If we have a slightly richer type system than the simply-typed $\lambda$-calculus, we can encode variably-typed lists using standard $\tau\ \text{list}$s.

If we have a form of subtyping, we can store terms of different types, as long as they share a supertype. However, when we project elements out of the list, we can no longer tell specifically what type they were to begin with (this may be familiar from object-oriented programming), so this is a little limited.
If we have dependent sum types (also called $\Sigma$-types) and a universe type $\mathcal U$ (i.e. a "type of types"), we can form the type $(\Sigma_{A : \mathcal U} A)\ \text{list}$, whose elements are pairs consisting of a type $A$ and a term of that type.

Finally, I'll just note that polymorphism doesn't help us if we want heterogeneous lists: it just allows us to manipulate homogeneous lists for different $\tau$ more effectively. Polymorphic types have to be uniform in some sense, which is why we need dependency here instead.

To answer a follow-up question: if we have two variably-sorted lists using the dependent type approach, we can concatenate and flatten lists just as with ordinary lists.

The $\mathrm{List}$ monad has an operation $\mathrm{join}$ (in the language of Haskell), so given a list of variably-typed lists, $$l = [[(A, a), (B, b)], [(C, c), (D, d)]] : (\Sigma_{X : \mathcal U} X)\ \text{list list}$$ we can perform $\mathrm{join}$ to get a new list: $$\mathrm{join}(l) = [(A, a), (B, b), (C, c), (D, d)] : (\Sigma_{X : \mathcal U} X)\ \text{list}$$
Similarly, $\tau\ \text{list}$ can be equipped with a concatenation operation $+\!+$, so given the two lists in the previous example, we can concatenate them for a similar result: $$[(A, a), (B, b)]\ {+\!+}\ [(C, c), (D, d)] = [(A, a), (B, b), (C, c), (D, d)] : (\Sigma_{X : \mathcal U} X)\ \text{list}$$

OTHER TIPS

No, that's not possible, at least not in a useful way. Think about what the type of head would be. When every element has same type, head has the type $\tau \; \mathsf{list} \to \tau$. Without that guarantee, there would be no way to write a coherent type for head. For the list type to be useful, we want to be able to draw useful conclusions about what the type of the output of head is; and that requires all elements of the list to have the same type.

I suppose you could define a "list" some other way, but it either wouldn't be useful (you couldn't reason about the type of values you get out of it with head) or it wouldn't correspond to something that computer scientists would call a "list".

You can't usefully define a type $\mathsf{list}$ that doesn't indicate the type of its elements. That doesn't mean that you can't have lists that contain things of different types: it's still a $\tau \, \mathsf{list}$, but you can put the “contain things of different types” part in the $\tau$.

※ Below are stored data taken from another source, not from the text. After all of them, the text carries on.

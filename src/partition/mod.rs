//! Partition routing module
//!
//! Supports: parent tables, daily date ranges
//!
//! # Overview
//!
//! Partitions split an entity pull into independent request chains:
//! - course-scoped entities need one chain per course id, usually read
//!   back from the Courses table
//! - daily usage reports need one chain per day
//!
//! A `PartitionPlan` combines the dimensions; its keys are the cross
//! product the pull engine seeds its work stack with.

mod routers;
mod types;

pub use routers::{DatetimeRouter, ParentRouter, DATE_FORMAT};
pub use types::{PartitionKey, PartitionPlan, PartitionRouter};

(These basic ideas were already in D.W. and varkor's answers. It's important to realize that these answers aren't contradictory! They're looking at different aspects of the bigger picture.)

If the type system lets you define a type $\mathsf{list}$ that can contain elements of any type, then consider the return type of a destructor like $\mathsf{head}$ or $\mathsf{nth}$, or the type of the function argument to $\mathsf{fold}$. You have no information on the type of the elements, so they would have to allow any type. This means that for example $\lambda x. \mathsf{head}(\mathsf{cons}(x, \mathsf{nil}))$ will not give you back a value of the same type as $x$ (or $x \, \mathsf{option}$, so that $\mathsf{head}$ can return $\mathsf{None}$ on empty lists). But then what do you get back from $\mathsf{head}$?

If $\mathsf{head}$ allows the caller to specify any return type, then the type system is pretty much useless, since it allows arbitrary coercions between types through $\lambda x. \mathsf{head}(\mathsf{cons}(x, \mathsf{nil}))$. It's useless for logic since the Curry-Howard correspondence maps an arbitrary coercion between types to having every proposition imply every other proposition, so you have an inconsistent logic.
If not, then you can't get back a value of the original type through $\lambda x. \mathsf{head}(\mathsf{cons}(x, \mathsf{nil}))$. So you may be able to build lists, but you can't get elements out of them.

A real-life example which in fact demonstrates both behaviors above is early versions of Java, before it had generics. Java has both a static type system and a dynamic type system. In the static type system, any¹ value can be transparently coerced to Object, because Object is considered a supertype of everything. So you can put any value in a List. But what you get back out of it is the original value cast to Object, not the original value itself. In the dynamic type system, you can coerce any type to any other type, so in practice, to get a value out of a list, you coerce it to the desired type. But having coercions defeats the purpose of a type system. This problem is the main reason why Java acquired generics: they allow the language to have $\tau \, \mathsf{list}$ instead of $\mathsf{list}$ (or in Java notation, List<T> instead of List).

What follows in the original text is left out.